• 🏆 Texturing Contest #33 is OPEN! Contestants must re-texture a SD unit model found in-game (Warcraft 3 Classic), recreating the unit into a peaceful NPC version. 🔗Click here to enter!
  • 🏆 Hive's 6th HD Modeling Contest: Mechanical is now open! Design and model a mechanical creature, mechanized animal, a futuristic robotic being, or anything else your imagination can tinker with! 📅 Submissions close on June 30, 2024. Don't miss this opportunity to let your creativity shine! Enter now and show us your mechanical masterpiece! 🔗 Click here to enter!

IMG tag width specifier request

Status
Not open for further replies.
Level 4
Joined
Jan 9, 2016
Messages
42
I'd like you to take a look at the images on both of these posts on hiveworkshop, and this post on tigsource for comparison.

I know hiveworkshop resizes images in forum posts based on the parent's window area, but would it be difficult to implement a width specifier in the IMG tag? It lets the creator resize images to their specifications.

Old Example: [IMG ] image url [/IMG]
Proposed Example:
 

Ralle

Owner
Level 77
Joined
Oct 6, 2004
Messages
10,110
No. While this may help your use case it's not practical. This site is not fixed width and has to scale to very small sizes to work on smart phones. A fixed width image would destroy the smart phone experience, which is becoming more and more important every day. This would be a step backwards in website evolution.
 
Level 4
Joined
Jan 9, 2016
Messages
42
That's too bad:(
It would've been nice to control some aspect of image sizes, it need not be fixed width but some other control.
 

Dr Super Good

Spell Reviewer
Level 64
Joined
Jan 18, 2005
Messages
27,206
Add both DPI value and relative sizing values.

DPI value is used for image formats without explicit DPI values. It scales an image up or down based on the DPI of the viewer's display and not pixel width. Important for accurate display of images on or from high pixel density displays such as some 4K displays. Images that are too wide are still resized with the current logic (smart phone friendly).

Relative sizing is either percent or decimal representing how much of the available horizontal width an image should (but does not have to) take up. Eg a value of 0.5 or 50% will make the image be half as wide as the text area. To prevent images being too small on smartphones a minimum width in distance of at least 1 inch (fat finger width) should exist which is implicitly applied and clamps relative resizing. One could specify some large image to 0.5 width and it will be placed on the same line next to another image of 0.5 size (if not clamped by minimum size) allowing for more post composing options. Relative resizing could also allow small images to be expanded, possibly as a separate flag.
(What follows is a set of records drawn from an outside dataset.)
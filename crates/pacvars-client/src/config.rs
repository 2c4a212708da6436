//! Controller connection configuration.
//!
//! ```toml
//! host = "10.0.0.5"
//! username = "kid"
//! password = "secret"
//! accept_invalid_certs = true
//! eager_load = true
//!
//! [prefixes]
//! n = "Integer"
//!
//! [log]
//! sink = "file:/var/log/pac-errors.csv"
//! format = "csv"
//! ```

use pacvars_core::{Category, EndpointTable, PacError, PrefixTable, Result};
use serde::{Deserialize, Serialize};
use std::collections::BTreeMap;
use std::path::Path;

use crate::error_log::LogConfig;

/// Environment variable names
pub mod env_vars {
    pub const HOST: &str = "PACVARS_HOST";
    pub const USERNAME: &str = "PACVARS_USERNAME";
    pub const PASSWORD: &str = "PACVARS_PASSWORD";
}

/// Connection and engine configuration for one controller.
#[derive(Debug, Clone, Serialize, Deserialize)]
pub struct ControllerConfig {
    /// Host name or address of the controller
    #[serde(default)]
    pub host: String,
    /// API key id, sent as the basic-auth user
    #[serde(default)]
    pub username: String,
    /// API key value, sent as the basic-auth password
    #[serde(default)]
    pub password: String,
    #[serde(default = "default_scheme")]
    pub scheme: String,
    pub port: Option<u16>,
    /// Request timeout in seconds
    #[serde(default = "default_timeout")]
    pub timeout_secs: u64,
    /// Accept self-signed controller certificates
    #[serde(default)]
    pub accept_invalid_certs: bool,
    /// Read device and strategy metadata on connect
    #[serde(default)]
    pub eager_load: bool,
    /// Prefix overrides applied on top of the defaults
    #[serde(default)]
    pub prefixes: BTreeMap<String, Category>,
    /// Endpoint table override
    pub endpoints: Option<EndpointTable>,
    #[serde(default)]
    pub log: LogConfig,
}

fn default_scheme() -> String {
    "https".to_string()
}

fn default_timeout() -> u64 {
    10
}

impl ControllerConfig {
    pub fn new(
        host: impl Into<String>,
        username: impl Into<String>,
        password: impl Into<String>,
    ) -> Self {
        Self {
            host: host.into(),
            username: username.into(),
            password: password.into(),
            scheme: default_scheme(),
            port: None,
            timeout_secs: default_timeout(),
            accept_invalid_certs: false,
            eager_load: false,
            prefixes: BTreeMap::new(),
            endpoints: None,
            log: LogConfig::default(),
        }
    }

    pub fn with_port(mut self, port: u16) -> Self {
        self.port = Some(port);
        self
    }

    pub fn with_scheme(mut self, scheme: impl Into<String>) -> Self {
        self.scheme = scheme.into();
        self
    }

    pub fn with_eager_load(mut self, eager: bool) -> Self {
        self.eager_load = eager;
        self
    }

    pub fn with_prefix(mut self, prefix: impl Into<String>, category: Category) -> Self {
        self.prefixes.insert(prefix.into(), category);
        self
    }

    pub fn with_endpoints(mut self, endpoints: EndpointTable) -> Self {
        self.endpoints = Some(endpoints);
        self
    }

    pub fn with_log(mut self, log: LogConfig) -> Self {
        self.log = log;
        self
    }

    /// Parse a TOML document.
    pub fn from_toml_str(text: &str) -> Result<Self> {
        toml::from_str(text).map_err(|e| PacError::Config(e.to_string()))
    }

    /// Load a TOML file.
    pub fn load(path: impl AsRef<Path>) -> Result<Self> {
        let path = path.as_ref();
        let text = std::fs::read_to_string(path)
            .map_err(|e| PacError::Config(format!("{}: {}", path.display(), e)))?;
        Self::from_toml_str(&text)
    }

    /// Override connection parameters from `PACVARS_*` environment variables.
    pub fn apply_env(mut self) -> Self {
        if let Ok(host) = std::env::var(env_vars::HOST) {
            self.host = host;
        }
        if let Ok(username) = std::env::var(env_vars::USERNAME) {
            self.username = username;
        }
        if let Ok(password) = std::env::var(env_vars::PASSWORD) {
            self.password = password;
        }
        self
    }

    /// Reject blank connection parameters.
    pub fn validate(&self) -> Result<()> {
        for (field, value) in [
            ("host", &self.host),
            ("username", &self.username),
            ("password", &self.password),
        ] {
            if value.trim().is_empty() {
                return Err(PacError::BlankParameter(field.to_string()));
            }
        }
        Ok(())
    }

    pub fn base_url(&self) -> String {
        match self.port {
            Some(port) => format!("{}://{}:{}", self.scheme, self.host, port),
            None => format!("{}://{}", self.scheme, self.host),
        }
    }

    /// Default prefixes with this configuration's overrides applied.
    pub fn prefix_table(&self) -> Result<PrefixTable> {
        PrefixTable::default().merged(&self.prefixes)
    }

    pub fn endpoint_table(&self) -> EndpointTable {
        self.endpoints.clone().unwrap_or_default()
    }
}
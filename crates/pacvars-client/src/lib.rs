//! Stateful client for a controller's variable space over REST.
//!
//! ## Features
//!
//! | Feature | Default | Description |
//! |---------|---------|-------------|
//! | `http` | ✅ | reqwest-based HTTPS transport |
//!
//! ## Architecture
//!
//! - **PacController**: name-keyed `get`/`set` dispatch, metadata, telemetry
//! - **VariableCache**: bulk-fetched scalar collections and table mirrors
//! - **TableHandle**: write-through access to one table variable
//! - **RemoteChannel**: counts, logs and reports every request
//! - **Transport**: the request seam (`HttpTransport`, `MemoryTransport`)
//!
//! ```rust,ignore
//! use pacvars_client::{ControllerConfig, PacController};
//! use serde_json::json;
//!
//! let config = ControllerConfig::new("10.0.0.5", "kid", "secret");
//! let mut pac = PacController::connect(config).await?;
//!
//! let ready = pac.get("bReady").await?;
//! pac.set("fSetpoint", &json!(72.5)).await?;
//! pac.table("itCounts").await?.set_index(1, &json!(9)).await?;
//! ```

pub mod cache;
pub mod channel;
pub mod config;
pub mod controller;
pub mod error_log;
pub mod memory;
pub mod request_log;
pub mod table;
pub mod transport;

pub use cache::VariableCache;
pub use channel::RemoteChannel;
pub use config::ControllerConfig;
pub use controller::{ControllerId, PacController};
pub use error_log::{ErrorLog, LogConfig, LogFormat, LogSink};
pub use memory::{Call, MemoryTransport};
pub use request_log::{RequestLog, RequestRecord};
pub use table::{Table, TableHandle};
pub use transport::Transport;

#[cfg(feature = "http")]
pub use transport::HttpTransport;

pub use pacvars_core::{Category, ErrorKind, PacError, Result, Value};
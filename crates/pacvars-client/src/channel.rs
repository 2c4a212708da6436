//! Remote channel: transport plus request telemetry and error reporting.

use pacvars_core::Result;
use serde_json::Value as JsonValue;
use std::sync::Arc;
use tracing::debug;

use crate::error_log::ErrorLog;
use crate::request_log::RequestLog;
use crate::transport::Transport;

/// Every request goes through here, so each one is counted and logged exactly
/// once. Failures are returned to the caller unchanged; there is no retry.
pub struct RemoteChannel {
    transport: Arc<dyn Transport>,
    log: RequestLog,
    errors: ErrorLog,
}

impl RemoteChannel {
    pub fn new(transport: Arc<dyn Transport>, errors: ErrorLog) -> Self {
        Self {
            transport,
            log: RequestLog::new(),
            errors,
        }
    }

    pub async fn get_json(&mut self, path: &str) -> Result<JsonValue> {
        self.log.record("GET", path);
        debug!(path, "GET");
        let result = self.transport.get(path).await;
        if let Err(e) = &result {
            self.errors.report(e);
        }
        result
    }

    pub async fn post_json(&mut self, path: &str, payload: &JsonValue) -> Result<()> {
        self.log.record("POST", path);
        debug!(path, payload = %payload, "POST");
        let result = self.transport.post(path, payload).await;
        if let Err(e) = &result {
            self.errors.report(e);
        }
        result
    }

    pub fn url(&self, path: &str) -> String {
        self.transport.url(path)
    }

    pub fn log(&self) -> &RequestLog {
        &self.log
    }
}
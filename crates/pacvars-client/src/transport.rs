//! Transport seam for controller REST requests.
//!
//! The engine only needs two operations: read a JSON document and post a JSON
//! payload. [`HttpTransport`] implements them over HTTPS with basic
//! credentials; [`crate::memory::MemoryTransport`] implements them in memory.

use async_trait::async_trait;
use pacvars_core::Result;
use serde_json::Value as JsonValue;

#[cfg(feature = "http")]
pub use http::HttpTransport;

/// JSON request transport.
#[async_trait]
pub trait Transport: Send + Sync {
    /// Absolute URL for a path, used in error reports.
    fn url(&self, path: &str) -> String;

    /// GET `path` and decode the body as JSON.
    async fn get(&self, path: &str) -> Result<JsonValue>;

    /// POST `payload` as JSON to `path`.
    async fn post(&self, path: &str, payload: &JsonValue) -> Result<()>;
}

#[cfg(feature = "http")]
mod http {
    use super::Transport;
    use crate::config::ControllerConfig;
    use async_trait::async_trait;
    use pacvars_core::{PacError, Result};
    use reqwest::{Client, RequestBuilder, Response};
    use serde_json::Value as JsonValue;
    use std::time::Duration;

    /// HTTP(S) transport with basic authentication on every request.
    pub struct HttpTransport {
        client: Client,
        base_url: String,
        username: String,
        password: String,
    }

    impl HttpTransport {
        /// Build a transport from controller configuration.
        pub fn new(config: &ControllerConfig) -> Result<Self> {
            let client = Client::builder()
                .timeout(Duration::from_secs(config.timeout_secs))
                .danger_accept_invalid_certs(config.accept_invalid_certs)
                .build()
                .map_err(|e| PacError::Transport(format!("Failed to build HTTP client: {}", e)))?;

            Ok(Self {
                client,
                base_url: config.base_url(),
                username: config.username.clone(),
                password: config.password.clone(),
            })
        }

        fn authorize(&self, request: RequestBuilder) -> RequestBuilder {
            request
                .basic_auth(&self.username, Some(&self.password))
                .header("Accept", "application/json")
        }

        fn check(&self, method: &str, url: String, response: Response) -> Result<Response> {
            let status = response.status();
            if status.is_success() {
                Ok(response)
            } else {
                Err(PacError::RemoteError {
                    status: status.as_u16(),
                    method: method.to_string(),
                    url,
                })
            }
        }
    }

    #[async_trait]
    impl Transport for HttpTransport {
        fn url(&self, path: &str) -> String {
            format!("{}{}", self.base_url, path)
        }

        async fn get(&self, path: &str) -> Result<JsonValue> {
            let url = self.url(path);
            let response = self
                .authorize(self.client.get(&url))
                .send()
                .await
                .map_err(|e| PacError::Transport(format!("GET {} failed: {}", url, e)))?;
            let response = self.check("GET", url.clone(), response)?;
            response
                .json()
                .await
                .map_err(|e| PacError::Decode(format!("GET {}: {}", url, e)))
        }

        async fn post(&self, path: &str, payload: &JsonValue) -> Result<()> {
            let url = self.url(path);
            let response = self
                .authorize(self.client.post(&url))
                .json(payload)
                .send()
                .await
                .map_err(|e| PacError::Transport(format!("POST {} failed: {}", url, e)))?;
            self.check("POST", url, response).map(|_| ())
        }
    }

}
//! Variable categories and their static properties.

use serde::{Deserialize, Serialize};
use std::fmt;
use std::str::FromStr;

use crate::error::PacError;

/// Base value type of a category.
#[derive(Debug, Clone, Copy, PartialEq, Eq, Hash, Serialize, Deserialize)]
#[serde(rename_all = "lowercase")]
pub enum BaseType {
    Integer,
    Float,
    String,
    /// Integer 0/1 on the wire, `bool` locally.
    Boolean,
}

/// Variable category, selected by a name prefix.
///
/// Serialized by name and parsed case-insensitively, like [`FromStr`].
#[derive(Debug, Clone, Copy, PartialEq, Eq, Hash, PartialOrd, Ord, Serialize, Deserialize)]
#[serde(try_from = "String", into = "String")]
pub enum Category {
    AnalogInput,
    AnalogOutput,
    BooleanScalar,
    BooleanTable,
    DigitalInput,
    DigitalOutput,
    DownTimer,
    Float,
    FloatTable,
    Integer,
    IntegerTable,
    String,
    StringTable,
    UpTimer,
}

impl Category {
    /// All categories, in declaration order.
    pub const ALL: [Category; 14] = [
        Category::AnalogInput,
        Category::AnalogOutput,
        Category::BooleanScalar,
        Category::BooleanTable,
        Category::DigitalInput,
        Category::DigitalOutput,
        Category::DownTimer,
        Category::Float,
        Category::FloatTable,
        Category::Integer,
        Category::IntegerTable,
        Category::String,
        Category::StringTable,
        Category::UpTimer,
    ];

    pub fn base_type(&self) -> BaseType {
        match self {
            Category::AnalogInput | Category::AnalogOutput => BaseType::Float,
            Category::Float | Category::FloatTable => BaseType::Float,
            Category::DigitalInput | Category::DigitalOutput => BaseType::Boolean,
            Category::BooleanScalar | Category::BooleanTable => BaseType::Boolean,
            Category::DownTimer | Category::UpTimer => BaseType::Float,
            Category::Integer | Category::IntegerTable => BaseType::Integer,
            Category::String | Category::StringTable => BaseType::String,
        }
    }

    pub fn is_table(&self) -> bool {
        matches!(
            self,
            Category::BooleanTable
                | Category::FloatTable
                | Category::IntegerTable
                | Category::StringTable
        )
    }

    /// Timers and inputs are maintained by the strategy and cannot be written.
    pub fn is_read_only(&self) -> bool {
        matches!(
            self,
            Category::UpTimer | Category::DownTimer | Category::AnalogInput | Category::DigitalInput
        )
    }

    /// True when the category is an integer overlay exposed as booleans.
    pub fn is_boolean(&self) -> bool {
        matches!(self, Category::BooleanScalar | Category::BooleanTable)
    }

    pub fn as_str(&self) -> &'static str {
        match self {
            Category::AnalogInput => "AnalogInput",
            Category::AnalogOutput => "AnalogOutput",
            Category::BooleanScalar => "BooleanScalar",
            Category::BooleanTable => "BooleanTable",
            Category::DigitalInput => "DigitalInput",
            Category::DigitalOutput => "DigitalOutput",
            Category::DownTimer => "DownTimer",
            Category::Float => "Float",
            Category::FloatTable => "FloatTable",
            Category::Integer => "Integer",
            Category::IntegerTable => "IntegerTable",
            Category::String => "String",
            Category::StringTable => "StringTable",
            Category::UpTimer => "UpTimer",
        }
    }
}

impl fmt::Display for Category {
    fn fmt(&self, f: &mut fmt::Formatter<'_>) -> fmt::Result {
        f.write_str(self.as_str())
    }
}

impl FromStr for Category {
    type Err = PacError;

    /// Case-insensitive, so `integertable` and `IntegerTable` both parse.
    fn from_str(s: &str) -> Result<Self, Self::Err> {
        Category::ALL
            .iter()
            .copied()
            .find(|c| c.as_str().eq_ignore_ascii_case(s.trim()))
            .ok_or_else(|| PacError::Config(format!("Unknown category: {}", s)))
    }
}

impl TryFrom<String> for Category {
    type Error = PacError;

    fn try_from(s: String) -> Result<Self, Self::Error> {
        s.parse()
    }
}

impl From<Category> for String {
    fn from(category: Category) -> Self {
        category.as_str().to_string()
    }
}

#[cfg(test)]
mod tests {
    use super::*;

    #[test]
    fn test_read_only_set() {
        let read_only: Vec<_> = Category::ALL.iter().filter(|c| c.is_read_only()).collect();
        assert_eq!(read_only.len(), 4);
        assert!(Category::AnalogInput.is_read_only());
        assert!(!Category::AnalogOutput.is_read_only());
    }

    #[test]
    fn test_table_flags() {
        assert!(Category::BooleanTable.is_table());
        assert!(!Category::BooleanScalar.is_table());
        assert_eq!(Category::BooleanTable.base_type(), BaseType::Boolean);
    }

    #[test]
    fn test_parse_category() {
        assert_eq!("integerTable".parse::<Category>().unwrap(), Category::IntegerTable);
        assert_eq!("UpTimer".parse::<Category>().unwrap(), Category::UpTimer);
        assert!("Int64".parse::<Category>().is_err());
    }

    #[test]
    fn test_serde_by_name() {
        let parsed: Category = serde_json::from_str("\"analogoutput\"").unwrap();
        assert_eq!(parsed, Category::AnalogOutput);
        assert_eq!(
            serde_json::to_string(&Category::IntegerTable).unwrap(),
            "\"IntegerTable\""
        );
        assert!(serde_json::from_str::<Category>("\"Int64\"").is_err());
    }
}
DPI scaling is useful if one intends an image to be as close to a real size as possible. Eg if one has a 150-300 DPI diagram from a book which is meant to be physically small instead of filling the width of a forum post. It may still be shrunk down on smart phones but for big displays at least it will be reasonably size accurate.

Mostly people would want to use relative sizing. Using this one could display 2 or more WC3 screenshots on a single line independent of their source resolution with them still filling the lines. If one wants to emphasize a screenshot from a low resolution source one can also up scale it to fill the entire post width. The minimum width limit prevents one from unintentionally making images so small that one cannot press them on smart phones.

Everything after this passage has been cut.